**Instructions to follow:**
What you need to produce from the material below is an exact transcription of the lines from the one with "fn engage_at(vego_mph: f32)" through the one with "#[case::half_down_above(66.5, 66)]", both included, and no other line.

____

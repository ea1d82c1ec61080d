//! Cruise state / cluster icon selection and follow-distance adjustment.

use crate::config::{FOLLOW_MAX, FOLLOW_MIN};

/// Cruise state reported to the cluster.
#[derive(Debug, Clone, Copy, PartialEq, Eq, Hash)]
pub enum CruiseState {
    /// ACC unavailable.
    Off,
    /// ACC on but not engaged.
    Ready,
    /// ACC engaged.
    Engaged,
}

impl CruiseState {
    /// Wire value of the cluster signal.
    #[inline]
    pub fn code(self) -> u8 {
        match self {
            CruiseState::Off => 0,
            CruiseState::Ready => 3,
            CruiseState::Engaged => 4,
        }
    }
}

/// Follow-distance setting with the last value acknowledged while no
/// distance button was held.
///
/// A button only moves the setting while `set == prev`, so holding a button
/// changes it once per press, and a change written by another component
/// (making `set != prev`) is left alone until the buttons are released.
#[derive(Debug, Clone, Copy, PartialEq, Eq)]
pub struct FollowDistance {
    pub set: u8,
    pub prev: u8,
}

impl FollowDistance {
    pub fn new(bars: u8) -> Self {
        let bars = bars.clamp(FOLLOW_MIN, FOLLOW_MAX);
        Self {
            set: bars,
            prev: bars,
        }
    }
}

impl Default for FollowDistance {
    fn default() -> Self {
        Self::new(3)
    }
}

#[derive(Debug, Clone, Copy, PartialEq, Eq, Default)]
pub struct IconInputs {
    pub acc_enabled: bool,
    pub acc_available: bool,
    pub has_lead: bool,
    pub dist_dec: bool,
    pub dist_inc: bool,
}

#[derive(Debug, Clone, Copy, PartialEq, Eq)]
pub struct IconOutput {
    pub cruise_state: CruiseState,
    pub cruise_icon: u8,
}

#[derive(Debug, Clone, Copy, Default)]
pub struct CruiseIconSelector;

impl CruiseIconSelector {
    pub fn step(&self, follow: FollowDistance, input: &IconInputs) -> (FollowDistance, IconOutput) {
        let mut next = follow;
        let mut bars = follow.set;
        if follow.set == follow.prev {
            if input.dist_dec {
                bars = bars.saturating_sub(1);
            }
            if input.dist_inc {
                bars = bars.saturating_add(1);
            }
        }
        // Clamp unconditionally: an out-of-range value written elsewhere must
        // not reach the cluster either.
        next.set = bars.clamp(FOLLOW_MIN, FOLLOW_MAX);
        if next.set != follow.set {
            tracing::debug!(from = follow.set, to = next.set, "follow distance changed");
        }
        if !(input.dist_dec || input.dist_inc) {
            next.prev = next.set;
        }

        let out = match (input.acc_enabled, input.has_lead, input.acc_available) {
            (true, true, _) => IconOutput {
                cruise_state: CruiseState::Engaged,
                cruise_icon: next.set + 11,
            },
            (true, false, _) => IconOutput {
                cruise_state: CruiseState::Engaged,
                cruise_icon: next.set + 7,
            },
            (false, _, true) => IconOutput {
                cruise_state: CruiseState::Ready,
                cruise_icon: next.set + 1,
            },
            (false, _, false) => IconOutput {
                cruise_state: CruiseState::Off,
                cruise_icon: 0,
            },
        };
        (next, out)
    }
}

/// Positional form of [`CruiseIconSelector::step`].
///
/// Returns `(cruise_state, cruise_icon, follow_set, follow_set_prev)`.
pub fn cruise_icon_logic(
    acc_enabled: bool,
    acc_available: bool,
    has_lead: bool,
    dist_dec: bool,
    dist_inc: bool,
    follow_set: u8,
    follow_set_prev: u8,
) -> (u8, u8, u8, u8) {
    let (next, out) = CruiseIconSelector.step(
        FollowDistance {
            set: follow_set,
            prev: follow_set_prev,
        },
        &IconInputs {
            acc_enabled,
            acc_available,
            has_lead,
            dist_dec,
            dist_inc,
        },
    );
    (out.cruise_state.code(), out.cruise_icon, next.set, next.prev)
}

____

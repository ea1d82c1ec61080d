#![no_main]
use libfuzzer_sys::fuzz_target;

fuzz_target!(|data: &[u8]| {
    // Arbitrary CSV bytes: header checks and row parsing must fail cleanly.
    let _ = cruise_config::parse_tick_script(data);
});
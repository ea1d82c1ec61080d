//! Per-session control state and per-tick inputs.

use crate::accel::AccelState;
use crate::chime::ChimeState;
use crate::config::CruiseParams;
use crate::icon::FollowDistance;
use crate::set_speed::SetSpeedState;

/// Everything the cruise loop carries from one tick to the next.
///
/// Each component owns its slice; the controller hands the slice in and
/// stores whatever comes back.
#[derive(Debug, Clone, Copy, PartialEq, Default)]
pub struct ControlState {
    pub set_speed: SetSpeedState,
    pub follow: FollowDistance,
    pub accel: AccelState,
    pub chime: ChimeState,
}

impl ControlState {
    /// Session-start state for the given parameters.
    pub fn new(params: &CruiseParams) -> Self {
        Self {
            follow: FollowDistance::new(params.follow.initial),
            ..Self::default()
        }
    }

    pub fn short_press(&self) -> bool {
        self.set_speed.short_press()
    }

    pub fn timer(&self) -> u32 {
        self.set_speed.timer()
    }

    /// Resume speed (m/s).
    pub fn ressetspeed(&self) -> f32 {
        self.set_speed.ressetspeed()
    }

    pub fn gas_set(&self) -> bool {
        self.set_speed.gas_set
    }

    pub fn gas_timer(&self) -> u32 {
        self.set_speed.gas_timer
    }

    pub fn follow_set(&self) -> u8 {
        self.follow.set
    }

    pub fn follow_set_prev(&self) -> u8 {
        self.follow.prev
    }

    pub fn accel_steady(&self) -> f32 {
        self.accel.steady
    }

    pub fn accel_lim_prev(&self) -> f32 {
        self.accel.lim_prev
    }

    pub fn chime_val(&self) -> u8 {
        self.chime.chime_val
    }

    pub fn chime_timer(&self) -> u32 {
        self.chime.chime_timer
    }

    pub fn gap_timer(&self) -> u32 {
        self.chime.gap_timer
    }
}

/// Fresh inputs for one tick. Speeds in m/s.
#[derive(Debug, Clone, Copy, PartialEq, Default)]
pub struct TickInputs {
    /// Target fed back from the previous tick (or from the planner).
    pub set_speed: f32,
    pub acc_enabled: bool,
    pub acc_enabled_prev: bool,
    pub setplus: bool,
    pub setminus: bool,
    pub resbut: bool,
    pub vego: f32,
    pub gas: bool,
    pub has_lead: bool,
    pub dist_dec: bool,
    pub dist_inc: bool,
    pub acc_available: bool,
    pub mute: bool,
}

____

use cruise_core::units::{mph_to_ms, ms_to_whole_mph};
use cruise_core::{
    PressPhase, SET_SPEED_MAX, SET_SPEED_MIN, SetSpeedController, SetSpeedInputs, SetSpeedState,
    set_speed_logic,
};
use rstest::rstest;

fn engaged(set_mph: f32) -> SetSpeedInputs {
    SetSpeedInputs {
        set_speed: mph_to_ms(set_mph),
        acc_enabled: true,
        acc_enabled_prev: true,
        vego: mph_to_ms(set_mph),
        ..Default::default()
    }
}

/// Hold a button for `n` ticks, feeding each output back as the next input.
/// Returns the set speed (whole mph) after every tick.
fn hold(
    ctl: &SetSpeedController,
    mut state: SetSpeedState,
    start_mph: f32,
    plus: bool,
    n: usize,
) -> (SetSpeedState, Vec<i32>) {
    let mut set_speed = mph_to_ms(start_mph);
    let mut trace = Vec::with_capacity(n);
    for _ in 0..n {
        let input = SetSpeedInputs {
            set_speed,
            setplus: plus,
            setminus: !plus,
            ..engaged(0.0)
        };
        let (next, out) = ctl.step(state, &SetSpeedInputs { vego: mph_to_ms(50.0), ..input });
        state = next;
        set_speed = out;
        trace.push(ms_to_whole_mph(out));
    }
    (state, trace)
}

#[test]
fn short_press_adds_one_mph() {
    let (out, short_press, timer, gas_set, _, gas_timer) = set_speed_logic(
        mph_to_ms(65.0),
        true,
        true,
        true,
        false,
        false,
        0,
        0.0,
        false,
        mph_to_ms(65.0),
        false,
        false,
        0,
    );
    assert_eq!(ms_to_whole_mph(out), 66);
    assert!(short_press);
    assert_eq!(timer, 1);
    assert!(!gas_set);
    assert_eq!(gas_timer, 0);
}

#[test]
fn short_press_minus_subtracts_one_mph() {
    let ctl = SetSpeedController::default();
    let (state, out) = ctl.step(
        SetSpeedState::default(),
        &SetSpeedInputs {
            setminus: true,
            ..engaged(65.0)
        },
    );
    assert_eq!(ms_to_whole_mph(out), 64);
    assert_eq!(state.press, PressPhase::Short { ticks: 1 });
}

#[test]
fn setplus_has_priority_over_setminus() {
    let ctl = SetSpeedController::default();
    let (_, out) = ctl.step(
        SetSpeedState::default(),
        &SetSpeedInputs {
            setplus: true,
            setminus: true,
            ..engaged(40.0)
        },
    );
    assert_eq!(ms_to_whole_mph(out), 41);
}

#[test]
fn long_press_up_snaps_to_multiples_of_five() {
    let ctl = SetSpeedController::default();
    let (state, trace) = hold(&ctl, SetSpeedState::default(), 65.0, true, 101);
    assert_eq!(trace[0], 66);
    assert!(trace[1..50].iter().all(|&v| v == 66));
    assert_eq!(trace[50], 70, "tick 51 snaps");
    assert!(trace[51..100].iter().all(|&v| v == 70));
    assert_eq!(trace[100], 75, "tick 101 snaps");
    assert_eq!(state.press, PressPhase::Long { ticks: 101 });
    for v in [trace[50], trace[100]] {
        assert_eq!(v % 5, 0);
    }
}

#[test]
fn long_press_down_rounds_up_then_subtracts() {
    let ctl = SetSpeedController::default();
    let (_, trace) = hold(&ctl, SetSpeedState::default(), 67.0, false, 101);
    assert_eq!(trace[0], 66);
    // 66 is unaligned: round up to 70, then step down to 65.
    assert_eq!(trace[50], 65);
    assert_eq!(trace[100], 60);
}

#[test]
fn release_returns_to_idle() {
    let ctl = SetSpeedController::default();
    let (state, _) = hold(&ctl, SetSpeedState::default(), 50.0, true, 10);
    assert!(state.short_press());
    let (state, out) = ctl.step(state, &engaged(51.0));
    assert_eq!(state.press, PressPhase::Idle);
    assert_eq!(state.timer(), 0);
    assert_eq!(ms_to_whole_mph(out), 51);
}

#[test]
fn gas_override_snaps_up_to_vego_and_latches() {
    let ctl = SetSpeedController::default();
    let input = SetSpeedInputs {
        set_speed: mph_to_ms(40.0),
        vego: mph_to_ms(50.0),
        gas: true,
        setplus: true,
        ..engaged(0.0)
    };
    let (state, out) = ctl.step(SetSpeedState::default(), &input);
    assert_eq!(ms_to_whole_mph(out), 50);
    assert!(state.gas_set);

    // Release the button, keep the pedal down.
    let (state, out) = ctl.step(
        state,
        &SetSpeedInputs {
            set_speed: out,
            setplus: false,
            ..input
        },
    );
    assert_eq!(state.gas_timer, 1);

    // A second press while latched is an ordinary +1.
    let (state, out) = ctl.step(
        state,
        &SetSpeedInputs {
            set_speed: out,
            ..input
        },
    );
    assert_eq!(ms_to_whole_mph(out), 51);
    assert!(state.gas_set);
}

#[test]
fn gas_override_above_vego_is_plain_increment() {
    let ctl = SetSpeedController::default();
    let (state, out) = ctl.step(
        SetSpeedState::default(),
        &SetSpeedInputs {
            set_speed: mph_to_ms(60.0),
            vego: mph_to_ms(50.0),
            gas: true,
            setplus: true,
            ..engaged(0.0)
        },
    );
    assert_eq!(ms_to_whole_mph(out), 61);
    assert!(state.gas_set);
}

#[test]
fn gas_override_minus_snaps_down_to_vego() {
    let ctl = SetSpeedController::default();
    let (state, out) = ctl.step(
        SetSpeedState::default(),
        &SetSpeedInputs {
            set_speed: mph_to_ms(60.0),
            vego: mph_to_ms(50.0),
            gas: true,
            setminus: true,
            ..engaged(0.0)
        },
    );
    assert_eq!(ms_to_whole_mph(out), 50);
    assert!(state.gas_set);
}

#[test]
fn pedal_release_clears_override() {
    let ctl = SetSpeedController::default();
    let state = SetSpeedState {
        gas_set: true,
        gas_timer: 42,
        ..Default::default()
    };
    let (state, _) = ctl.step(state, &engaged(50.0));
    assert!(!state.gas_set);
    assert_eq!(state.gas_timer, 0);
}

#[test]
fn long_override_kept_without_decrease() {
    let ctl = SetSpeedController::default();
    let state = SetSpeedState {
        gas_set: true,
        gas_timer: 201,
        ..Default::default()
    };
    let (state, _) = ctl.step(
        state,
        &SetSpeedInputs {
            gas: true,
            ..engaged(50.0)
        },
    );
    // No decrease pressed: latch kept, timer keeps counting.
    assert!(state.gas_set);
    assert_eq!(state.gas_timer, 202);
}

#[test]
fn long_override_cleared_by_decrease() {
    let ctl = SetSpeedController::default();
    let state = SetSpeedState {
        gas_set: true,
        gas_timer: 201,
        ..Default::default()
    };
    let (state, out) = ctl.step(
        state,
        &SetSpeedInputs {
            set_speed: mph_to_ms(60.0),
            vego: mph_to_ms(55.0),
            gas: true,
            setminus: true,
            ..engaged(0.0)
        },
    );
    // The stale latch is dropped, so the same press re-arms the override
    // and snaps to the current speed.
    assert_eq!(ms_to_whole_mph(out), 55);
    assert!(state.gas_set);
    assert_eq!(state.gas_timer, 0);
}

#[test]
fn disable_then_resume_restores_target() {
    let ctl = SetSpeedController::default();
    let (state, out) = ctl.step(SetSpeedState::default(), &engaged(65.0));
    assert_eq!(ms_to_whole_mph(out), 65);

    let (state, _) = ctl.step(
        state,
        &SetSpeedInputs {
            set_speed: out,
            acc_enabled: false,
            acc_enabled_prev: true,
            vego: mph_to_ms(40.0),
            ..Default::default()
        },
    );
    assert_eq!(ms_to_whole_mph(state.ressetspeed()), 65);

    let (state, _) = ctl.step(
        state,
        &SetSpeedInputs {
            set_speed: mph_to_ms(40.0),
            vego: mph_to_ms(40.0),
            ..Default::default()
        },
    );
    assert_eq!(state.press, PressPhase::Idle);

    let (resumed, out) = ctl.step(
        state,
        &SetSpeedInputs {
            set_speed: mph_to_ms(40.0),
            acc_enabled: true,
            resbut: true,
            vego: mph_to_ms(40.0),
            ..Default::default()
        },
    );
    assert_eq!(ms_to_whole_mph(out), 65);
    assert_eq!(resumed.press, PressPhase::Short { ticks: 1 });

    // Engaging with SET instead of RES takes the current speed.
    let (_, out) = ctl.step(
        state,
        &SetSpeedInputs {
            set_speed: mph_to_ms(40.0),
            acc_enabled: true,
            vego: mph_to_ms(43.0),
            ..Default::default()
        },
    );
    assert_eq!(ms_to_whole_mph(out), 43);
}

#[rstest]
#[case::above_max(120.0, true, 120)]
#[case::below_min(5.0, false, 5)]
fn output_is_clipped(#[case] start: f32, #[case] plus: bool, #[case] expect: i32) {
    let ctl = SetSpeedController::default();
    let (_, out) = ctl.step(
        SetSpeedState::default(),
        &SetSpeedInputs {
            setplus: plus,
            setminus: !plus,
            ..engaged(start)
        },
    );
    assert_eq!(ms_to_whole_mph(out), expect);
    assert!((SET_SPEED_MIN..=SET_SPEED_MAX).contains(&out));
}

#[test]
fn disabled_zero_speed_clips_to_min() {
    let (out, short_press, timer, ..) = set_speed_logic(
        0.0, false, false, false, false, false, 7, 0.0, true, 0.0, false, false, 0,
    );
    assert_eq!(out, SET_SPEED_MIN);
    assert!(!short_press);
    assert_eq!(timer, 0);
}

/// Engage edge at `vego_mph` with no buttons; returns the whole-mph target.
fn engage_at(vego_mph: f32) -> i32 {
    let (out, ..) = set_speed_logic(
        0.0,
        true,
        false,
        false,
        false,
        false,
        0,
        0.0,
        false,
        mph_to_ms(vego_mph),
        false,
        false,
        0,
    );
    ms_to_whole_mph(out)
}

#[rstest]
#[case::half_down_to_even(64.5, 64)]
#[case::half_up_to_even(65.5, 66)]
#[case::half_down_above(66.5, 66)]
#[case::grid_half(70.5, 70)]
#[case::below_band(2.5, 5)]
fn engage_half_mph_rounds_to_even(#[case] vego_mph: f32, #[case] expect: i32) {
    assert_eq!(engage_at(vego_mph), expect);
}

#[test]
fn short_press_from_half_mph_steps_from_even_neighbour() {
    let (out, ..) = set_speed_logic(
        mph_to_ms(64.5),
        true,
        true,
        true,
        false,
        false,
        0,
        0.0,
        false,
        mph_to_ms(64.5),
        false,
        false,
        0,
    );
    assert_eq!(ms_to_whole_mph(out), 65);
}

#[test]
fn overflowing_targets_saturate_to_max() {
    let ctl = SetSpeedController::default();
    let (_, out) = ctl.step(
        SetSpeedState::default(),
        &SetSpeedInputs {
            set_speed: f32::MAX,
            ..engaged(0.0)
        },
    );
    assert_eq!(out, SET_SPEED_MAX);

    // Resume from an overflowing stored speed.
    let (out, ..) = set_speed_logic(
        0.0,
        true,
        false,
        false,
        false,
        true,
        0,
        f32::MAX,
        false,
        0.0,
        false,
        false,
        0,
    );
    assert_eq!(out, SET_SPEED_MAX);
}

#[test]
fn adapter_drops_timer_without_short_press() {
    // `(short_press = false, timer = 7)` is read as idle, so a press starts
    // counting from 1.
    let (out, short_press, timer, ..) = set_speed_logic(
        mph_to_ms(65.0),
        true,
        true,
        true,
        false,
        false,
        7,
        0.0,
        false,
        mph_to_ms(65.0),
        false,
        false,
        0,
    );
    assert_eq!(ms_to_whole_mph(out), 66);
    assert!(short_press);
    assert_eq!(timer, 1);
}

____

**Response to the task:**
fn engage_at(vego_mph: f32) -> i32 {
    let (out, ..) = set_speed_logic(
        0.0,
        true,
        false,
        false,
        false,
        false,
        0,
        0.0,
        false,
        mph_to_ms(vego_mph),
        false,
        false,
        0,
    );
    ms_to_whole_mph(out)
}

#[rstest]
#[case::half_down_to_even(64.5, 64)]
#[case::half_up_to_even(65.5, 66)]
#[case::half_down_above(66.5, 66)]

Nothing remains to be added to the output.